__Directions__
In the entries below, identify every line with the string "failures" and copy it.

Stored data
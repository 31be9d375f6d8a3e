//! Referral bonus boundary
//!
//! The counter itself lives outside the core (it may be a networked
//! service); this module defines its contract and the draw a claimed
//! bonus produces.

use crate::creature::{Catalog, CreatureDef};
use crate::date::DateKey;
use crate::identity::CreatureId;
use crate::rng::DailyRng;
use std::collections::HashSet;

/// External counted-event service granting bonus catches.
///
/// Implementations may cap the per-day count; the reference service allows
/// at most three unclaimed bonuses per date. Claims are consumed one at a
/// time so each claim maps to exactly one draw.
pub trait BonusCounter {
    /// Bonuses available to claim for the given date
    fn unclaimed_count(&self, date: &DateKey) -> u32;

    /// Consume one bonus; false when none remain
    fn claim_one(&mut self, date: &DateKey) -> bool;
}

/// Draw the creature granted by one claimed bonus: uniformly random among
/// the not-yet-collected catalog, falling back to the full catalog once
/// the collection is complete. `None` only for an empty catalog.
pub fn bonus_draw<'a>(
    catalog: &'a Catalog,
    collected: &HashSet<CreatureId>,
    rng: &mut DailyRng,
) -> Option<&'a CreatureDef> {
    let remaining: Vec<&CreatureDef> = catalog
        .iter()
        .filter(|d| !collected.contains(&d.id))
        .collect();
    if remaining.is_empty() {
        let all: Vec<&CreatureDef> = catalog.iter().collect();
        return rng.pick(&all).copied();
    }
    rng.pick(&remaining).copied()
}
//! Offline analytics over collected entries.
//!
//! [`analyze`] is a pure function of its input: it keeps no state between
//! calls and can run concurrently on different snapshots.

pub mod anomaly;
pub mod query;

use crate::{entry::LogEntry, level::LogLevel};
use chrono::{DateTime, NaiveDate, Utc};
use serde::{Deserialize, Serialize};
use std::collections::{BTreeMap, HashMap};

pub use anomaly::{Anomaly, AnomalyKind, AnomalySeverity};
pub use query::LogQuery;

/// Number of repeated error messages reported
pub const TOP_ERRORS: usize = 10;

#[derive(Debug, Clone, PartialEq, Serialize, Deserialize)]
#[serde(rename_all = "camelCase")]
pub struct AnalysisResult {
    pub total_entries: usize,
    /// Every level is present, zero when unseen
    pub counts_by_level: BTreeMap<LogLevel, usize>,
    /// Untagged entries are not counted here
    pub counts_by_tag: BTreeMap<String, usize>,
    /// Share of error and critical entries, in percent
    pub error_rate: f64,
    /// Mean of recorded durations in milliseconds, if any entry has one
    pub average_duration: Option<f64>,
    pub top_errors: Vec<RepeatedError>,
    pub trends: Vec<TrendPoint>,
    pub anomalies: Vec<Anomaly>,
}

/// An error message and how often it occurred
#[derive(Debug, Clone, PartialEq, Serialize, Deserialize)]
#[serde(rename_all = "camelCase")]
pub struct RepeatedError {
    pub message: String,
    pub count: usize,
    pub last_seen: DateTime<Utc>,
}

/// Entry count for one level on one UTC day
#[derive(Debug, Clone, PartialEq, Eq, Serialize, Deserialize)]
pub struct TrendPoint {
    pub date: NaiveDate,
    pub level: LogLevel,
    pub count: usize,
}

pub fn analyze(entries: &[LogEntry]) -> AnalysisResult {
    let mut counts_by_level: BTreeMap<LogLevel, usize> =
        LogLevel::ALL.iter().map(|level| (*level, 0)).collect();
    let mut counts_by_tag: BTreeMap<String, usize> = BTreeMap::new();
    let mut errors: HashMap<&str, (usize, DateTime<Utc>)> = HashMap::new();
    let mut trend_counts: BTreeMap<(NaiveDate, LogLevel), usize> = BTreeMap::new();
    let mut duration_sum = 0.0;
    let mut duration_count = 0usize;

    for entry in entries {
        *counts_by_level.entry(entry.level()).or_default() += 1;

        if let Some(tag) = entry.tag() {
            *counts_by_tag.entry(tag.to_string()).or_default() += 1;
        }

        if let Some(duration) = entry.duration() {
            duration_sum += duration;
            duration_count += 1;
        }

        if entry.level().is_failure() {
            let slot = errors
                .entry(entry.message())
                .or_insert((0, entry.timestamp()));
            slot.0 += 1;
            slot.1 = slot.1.max(entry.timestamp());
        }

        *trend_counts
            .entry((entry.timestamp().date_naive(), entry.level()))
            .or_default() += 1;
    }

    let total = entries.len();
    let failures = counts_by_level[&LogLevel::Error] + counts_by_level[&LogLevel::Critical];

    AnalysisResult {
        total_entries: total,
        counts_by_level,
        counts_by_tag,
        error_rate: error_rate(failures, total),
        average_duration: (duration_count > 0).then(|| duration_sum / duration_count as f64),
        top_errors: top_errors(errors),
        trends: trend_counts
            .into_iter()
            .map(|((date, level), count)| TrendPoint { date, level, count })
            .collect(),
        anomalies: anomaly::detect(entries),
    }
}

fn error_rate(failures: usize, total: usize) -> f64 {
    if total == 0 {
        0.0
    } else {
        failures as f64 / total as f64 * 100.0
    }
}

fn top_errors(errors: HashMap<&str, (usize, DateTime<Utc>)>) -> Vec<RepeatedError> {
    let mut repeated: Vec<RepeatedError> = errors
        .into_iter()
        .map(|(message, (count, last_seen))| RepeatedError {
            message: message.to_string(),
            count,
            last_seen,
        })
        .collect();

    repeated.sort_by(|a, b| {
        b.count
            .cmp(&a.count)
            .then_with(|| b.last_seen.cmp(&a.last_seen))
            .then_with(|| a.message.cmp(&b.message))
    });
    repeated.truncate(TOP_ERRORS);
    repeated
}

#[cfg(test)]
mod tests {
    use super::*;
    use crate::entry::to_context;
    use chrono::{Duration, TimeZone};
    use serde_json::json;

    fn at(day: u32, hour: u32, minute: u32) -> DateTime<Utc> {
        Utc.with_ymd_and_hms(2024, 6, day, hour, minute, 0).unwrap()
    }

    fn entry(level: LogLevel, message: &str, ts: DateTime<Utc>) -> LogEntry {
        LogEntry::new(level, message).with_timestamp(ts)
    }

    #[test]
    fn test_empty_input() {
        let result = analyze(&[]);

        assert_eq!(result.total_entries, 0);
        assert_eq!(result.error_rate, 0.0);
        assert_eq!(result.average_duration, None);
        assert!(result.counts_by_level.values().all(|count| *count == 0));
        assert!(result.top_errors.is_empty());
        assert!(result.trends.is_empty());
        assert!(result.anomalies.is_empty());
    }

    #[test]
    fn test_counts_and_error_rate() {
        let entries = vec![
            entry(LogLevel::Info, "a", at(1, 9, 0)).with_tag("auth"),
            entry(LogLevel::Info, "b", at(1, 9, 1)).with_tag("auth"),
            entry(LogLevel::Error, "c", at(1, 9, 2)).with_tag("api"),
            entry(LogLevel::Critical, "d", at(1, 9, 3)),
        ];

        let result = analyze(&entries);

        assert_eq!(result.total_entries, 4);
        assert_eq!(result.counts_by_level[&LogLevel::Info], 2);
        assert_eq!(result.counts_by_level[&LogLevel::Warn], 0);
        assert_eq!(result.counts_by_tag["auth"], 2);
        assert_eq!(result.counts_by_tag["api"], 1);
        assert_eq!(result.counts_by_tag.len(), 2);
        assert_eq!(result.error_rate, 50.0);
    }

    #[test]
    fn test_average_duration() {
        let entries = vec![
            LogEntry::new(LogLevel::Info, "x").with_context(to_context(json!({}))),
            entry(LogLevel::Info, "fast", at(1, 0, 0)).with_metadata(crate::metadata::EntryMetadata {
                duration: Some(100.0),
                ..Default::default()
            }),
            entry(LogLevel::Info, "slow", at(1, 0, 0)).with_metadata(crate::metadata::EntryMetadata {
                duration: Some(300.0),
                ..Default::default()
            }),
        ];

        assert_eq!(analyze(&entries).average_duration, Some(200.0));
    }

    #[test]
    fn test_top_errors_ranked_by_count() {
        let mut entries = Vec::new();
        for i in 0..12 {
            // error-0 occurs once, error-11 occurs twelve times
            for j in 0..=i {
                entries.push(entry(
                    LogLevel::Error,
                    &format!("error-{i}"),
                    at(2, 1, 0) + Duration::seconds(j as i64),
                ));
            }
        }
        entries.push(entry(LogLevel::Warn, "error-11", at(3, 0, 0)));

        let result = analyze(&entries);

        assert_eq!(result.top_errors.len(), TOP_ERRORS);
        assert_eq!(result.top_errors[0].message, "error-11");
        assert_eq!(result.top_errors[0].count, 12);
        assert_eq!(result.top_errors[0].last_seen, at(2, 1, 0) + Duration::seconds(11));
        assert_eq!(result.top_errors[9].message, "error-2");
        assert!(result
            .top_errors
            .windows(2)
            .all(|pair| pair[0].count >= pair[1].count));
    }

    #[test]
    fn test_trends_sorted_by_day_regardless_of_input_order() {
        let entries = vec![
            entry(LogLevel::Info, "c", at(3, 10, 0)),
            entry(LogLevel::Error, "a", at(1, 23, 59)),
            entry(LogLevel::Info, "b", at(1, 0, 0)),
            entry(LogLevel::Info, "b2", at(1, 5, 0)),
        ];

        let trends = analyze(&entries).trends;
        let day = |d| NaiveDate::from_ymd_opt(2024, 6, d).unwrap();

        assert_eq!(
            trends,
            vec![
                TrendPoint { date: day(1), level: LogLevel::Info, count: 2 },
                TrendPoint { date: day(1), level: LogLevel::Error, count: 1 },
                TrendPoint { date: day(3), level: LogLevel::Info, count: 1 },
            ]
        );
    }

    #[test]
    fn test_result_serializes_level_keys() {
        let result = analyze(&[entry(LogLevel::Warn, "w", at(1, 0, 0))]);
        let json = serde_json::to_value(&result).unwrap();

        assert_eq!(json["countsByLevel"]["warn"], 1);
        assert_eq!(json["trends"][0]["date"], "2024-06-01");
    }
}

__Task output__
    let failures = counts_by_level[&LogLevel::Error] + counts_by_level[&LogLevel::Critical];
        error_rate: error_rate(failures, total),
fn error_rate(failures: usize, total: usize) -> f64 {
        failures as f64 / total as f64 * 100.0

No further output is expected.